Hypothermia is neuroprotective in peripheral nerve ischemia, but the mechanism(s) of neuroprotection are not well known. A major mechanism of ischemia-reperfusion (IR) injury is the inflammatory response. We therefore dissected the effects of hypothermia on inflammatory mediators in peripheral nerve ischemia of rats. Following functional and pathological evaluations for the effect of hypothermia on IR injury, we undertook immunohistochemical studies of inflammatory cells, tumor necrosis factor-α (TNF-α), interleukin-6 (IL-6), intercellular adhesion molecule-1 (ICAM-1), and nuclear factor kappa B (NF-κB) in nerve subjected to IR under defined hypothermic conditions with varying time delays (0, 1, 3, and 4 h) and depth of hypothermia (28°C, 32°C, and 35°C). Functionally and pathologically, significant hypothermic neuroprotection was confirmed in the intraischemically treated groups but not in the postischemically treated groups.
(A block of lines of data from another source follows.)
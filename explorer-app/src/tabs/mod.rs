pub mod data_table;
pub mod statistics;
pub mod visualization;
use std::path::PathBuf;

use clap::Parser;
use eframe::{run_native, NativeOptions};
use explorer_app::{ExplorerApp, APP_NAME};
use kg_explorer::layouts::force_directed::{DEFAULT_ITERATIONS, DEFAULT_SEED};
use kg_explorer::{clamp_cap, ExplorerSettings, SettingsExtraction, CAP_DEFAULT, DEFAULT_DATA_PATH};

/// Explore relationships between clinical trials, drugs, conditions and
/// outcomes through an interactive knowledge graph.
#[derive(Parser, Debug)]
#[command(name = "kg-explorer", version, about)]
struct Args {
    /// Triplet table with source, relation and target columns
    #[arg(default_value = DEFAULT_DATA_PATH)]
    data: PathBuf,

    /// Initial maximum number of rows for a specific entity (20-500)
    #[arg(long, default_value_t = CAP_DEFAULT)]
    cap: usize,

    /// Seed of the force-directed layout
    #[arg(long, default_value_t = DEFAULT_SEED)]
    seed: u64,

    /// Force-directed layout iterations
    #[arg(long, default_value_t = DEFAULT_ITERATIONS)]
    iterations: usize,

    /// Seed for neighborhood sampling, random when omitted
    #[arg(long)]
    sample_seed: Option<u64>,
}

impl Args {
    fn into_settings(self) -> ExplorerSettings {
        let mut settings = ExplorerSettings::default();
        settings.data.path = self.data;
        settings.extraction = SettingsExtraction {
            sample_seed: self.sample_seed,
            ..Default::default()
        }
        .with_cap(self.cap);
        settings.layout.seed = self.seed;
        settings.layout.iterations = self.iterations;
        settings
    }
}

fn main() -> eframe::Result {
    env_logger::Builder::from_env(env_logger::Env::default().default_filter_or("info")).init();

    let args = Args::parse();
    if args.cap != clamp_cap(args.cap) {
        log::warn!("cap {} out of range, using {}", args.cap, clamp_cap(args.cap));
    }
    let settings = args.into_settings();
    log::info!("starting with data file {}", settings.data.path.display());

    let options = NativeOptions {
        viewport: egui::ViewportBuilder::default()
            .with_title(APP_NAME)
            .with_inner_size([1280.0, 800.0]),
        ..Default::default()
    };
    run_native(
        APP_NAME,
        options,
        Box::new(|cc| Ok(Box::new(ExplorerApp::new(cc, settings)))),
    )
}

#[cfg(test)]
mod tests {
    use super::*;

    #[test]
    fn defaults_match_settings() {
        let settings = Args::parse_from(["kg-explorer"]).into_settings();
        assert_eq!(settings, ExplorerSettings::default());
    }

    #[test]
    fn overrides_are_applied() {
        let settings = Args::parse_from([
            "kg-explorer",
            "data.csv",
            "--cap",
            "1000",
            "--seed",
            "7",
            "--sample-seed",
            "3",
        ])
        .into_settings();
        assert_eq!(settings.data.path, PathBuf::from("data.csv"));
        assert_eq!(settings.extraction.cap, 500);
        assert_eq!(settings.extraction.sample_seed, Some(3));
        assert_eq!(settings.layout.seed, 7);
    }
}
use egui::{Pos2, Rect, Vec2};
use petgraph::stable_graph::{DefaultIx, NodeIndex};
use serde::{Deserialize, Serialize};

use super::algorithm::ForceAlgorithm;
use crate::graph::KnowledgeGraph;
use crate::layouts::LayoutState;

#[derive(Debug, Clone, PartialEq, Serialize, Deserialize)]
pub struct FruchtermanReingoldState {
    pub dt: f32,
    pub epsilon: f32,
    pub damping: f32,
    pub max_step: f32,
    pub k_scale: f32,
    pub c_attract: f32,
    pub c_repulse: f32,
}

impl LayoutState for FruchtermanReingoldState {}

impl Default for FruchtermanReingoldState {
    fn default() -> Self {
        FruchtermanReingoldState {
            dt: 0.05,
            epsilon: 1e-3,
            damping: 0.3,
            max_step: 20.0,
            k_scale: 0.5,
            c_attract: 1.0,
            c_repulse: 1.0,
        }
    }
}

#[derive(Debug, Default)]
pub struct FruchtermanReingold {
    state: FruchtermanReingoldState,
    // Reusable displacement buffer to avoid per-step allocations
    scratch_disp: Vec<Vec2>,
}

impl ForceAlgorithm for FruchtermanReingold {
    type State = FruchtermanReingoldState;

    fn from_state(state: Self::State) -> Self {
        Self {
            state,
            scratch_disp: Vec::new(),
        }
    }

    fn step(&mut self, g: &KnowledgeGraph, positions: &mut [Pos2], canvas: Rect) {
        if g.node_count() == 0 {
            return;
        }

        let params = &self.state;
        let Some(k) = prepare_constants(canvas, g.node_count(), params.k_scale) else {
            return;
        };

        let indices = node_indices(g);
        reset_scratch(&mut self.scratch_disp, indices.len());

        compute_repulsion(
            positions,
            &mut self.scratch_disp,
            k,
            params.epsilon,
            params.c_repulse,
        );
        compute_attraction(
            g,
            &indices,
            positions,
            &mut self.scratch_disp,
            k,
            params.epsilon,
            params.c_attract,
        );
        apply_displacements(
            positions,
            &self.scratch_disp,
            params.dt,
            params.damping,
            params.max_step,
        );
    }
}

pub(crate) fn node_indices(g: &KnowledgeGraph) -> Vec<NodeIndex<DefaultIx>> {
    g.g().node_indices().collect()
}

pub(crate) fn reset_scratch(disp: &mut Vec<Vec2>, len: usize) {
    if disp.len() == len {
        disp.fill(Vec2::ZERO);
    } else {
        disp.clear();
        disp.resize(len, Vec2::ZERO);
    }
}

pub(crate) fn prepare_constants(canvas: Rect, node_count: usize, k_scale: f32) -> Option<f32> {
    if node_count == 0 {
        return None;
    }
    let n = node_count as f32;
    let area = canvas.area().max(1.0);
    let k_ideal = (area / n).sqrt(); // ideal edge length
    let k = k_ideal * k_scale;
    if !k.is_finite() {
        return None;
    }
    Some(k)
}

pub(crate) fn compute_repulsion(
    positions: &[Pos2],
    disp: &mut [Vec2],
    k: f32,
    epsilon: f32,
    c_repulse: f32,
) {
    for i in 0..positions.len() {
        for j in (i + 1)..positions.len() {
            let delta = positions[i] - positions[j];
            let distance = delta.length().max(epsilon);
            let force = c_repulse * (k * k) / distance;
            let dir = delta / distance;
            disp[i] += dir * force;
            disp[j] -= dir * force;
        }
    }
}

/// `indices[i]` must be the node whose coordinates are `positions[i]`.
pub(crate) fn compute_attraction(
    g: &KnowledgeGraph,
    indices: &[NodeIndex<DefaultIx>],
    positions: &[Pos2],
    disp: &mut [Vec2],
    k: f32,
    epsilon: f32,
    c_attract: f32,
) {
    for (vec_pos, &idx) in indices.iter().enumerate() {
        let loc = positions[vec_pos];
        for nbr in g.g().neighbors_undirected(idx) {
            let delta = positions[nbr.index()] - loc;
            let distance = delta.length().max(epsilon);
            let force = c_attract * (distance * distance) / k;
            disp[vec_pos] += (delta / distance) * force;
        }
    }
}

pub(crate) fn apply_displacements(
    positions: &mut [Pos2],
    disp: &[Vec2],
    dt: f32,
    damping: f32,
    max_step: f32,
) {
    for (loc, d) in positions.iter_mut().zip(disp) {
        let mut step = *d * dt * damping;
        if step.length() > max_step {
            step = step.normalized() * max_step;
        }
        let new_loc = *loc + step;
        if !new_loc.x.is_finite() || !new_loc.y.is_finite() {
            continue;
        }
        *loc = new_loc;
    }
}

#[cfg(test)]
mod tests {
    use super::*;
    use crate::store::Triplet;

    fn canvas() -> Rect {
        Rect::from_min_max(Pos2::new(0.0, 0.0), Pos2::new(1000.0, 1000.0))
    }

    fn linked_pair() -> KnowledgeGraph {
        let mut g = KnowledgeGraph::new();
        g.add_triplet(&Triplet::new("A", "r", "B"));
        g
    }

    #[test]
    fn repulsion_increases_distance() {
        let mut positions = vec![Pos2::new(0.0, 0.0), Pos2::new(1.0, 0.0)];
        let params = FruchtermanReingoldState::default();
        let k = prepare_constants(canvas(), 2, params.k_scale).unwrap();
        let mut disp = vec![Vec2::ZERO; positions.len()];
        compute_repulsion(&positions, &mut disp, k, params.epsilon, params.c_repulse);
        apply_displacements(
            &mut positions,
            &disp,
            params.dt,
            params.damping,
            params.max_step,
        );
        assert!(
            (positions[1].x - positions[0].x).abs() > 1.0,
            "Nodes should move apart"
        );
    }

    #[test]
    fn attraction_decreases_distance_when_far() {
        let g = linked_pair();
        let indices = node_indices(&g);
        let mut positions = vec![Pos2::new(0.0, 0.0), Pos2::new(1200.0, 0.0)];
        let params = FruchtermanReingoldState::default();
        let k = prepare_constants(canvas(), 2, params.k_scale).unwrap();
        let mut disp = vec![Vec2::ZERO; positions.len()];
        compute_repulsion(&positions, &mut disp, k, params.epsilon, params.c_repulse);
        compute_attraction(
            &g,
            &indices,
            &positions,
            &mut disp,
            k,
            params.epsilon,
            params.c_attract,
        );
        apply_displacements(
            &mut positions,
            &disp,
            params.dt,
            params.damping,
            params.max_step,
        );
        let new_dist = (positions[1] - positions[0]).length();
        assert!(new_dist < 1200.0, "Distance should shrink due to attraction");
    }

    #[test]
    fn step_is_noop_on_empty_graph() {
        let g = KnowledgeGraph::new();
        let mut alg = FruchtermanReingold::from_state(FruchtermanReingoldState::default());
        let mut positions: Vec<Pos2> = Vec::new();
        alg.step(&g, &mut positions, canvas());
        assert!(positions.is_empty());
    }

    #[test]
    fn displacement_is_clamped() {
        let mut positions = vec![Pos2::ZERO];
        apply_displacements(&mut positions, &[Vec2::new(1e9, 0.0)], 1.0, 1.0, 5.0);
        assert!((positions[0].x - 5.0).abs() < 1e-3);
    }
}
In endoneurial microvessels, intraischemic hypothermia inhibited ICAM-1 upregulation but not TNF-α, NF-κB, and IL-6 expressions. We demonstrated significantly reduced granulocyte and mononuclear phagocyte infiltration into nerve with intraischemic hypothermia but not with postischemic hypothermia. Cytokine (TNF-α and IL-6) positive cells were significantly decreased in both epineurium and endoneurium with intraischemic hypothermia. Excess NF-κB expression was seen in both Schwann cell and axon under normothermia (35°C) but was inhibitable with deep hypothermia (28°C). We conclude that intraischemic hypothermia significantly attenuates the inflammatory response by its effect on multiple key mediators including cytokines, ICAM-1, and NF-κB.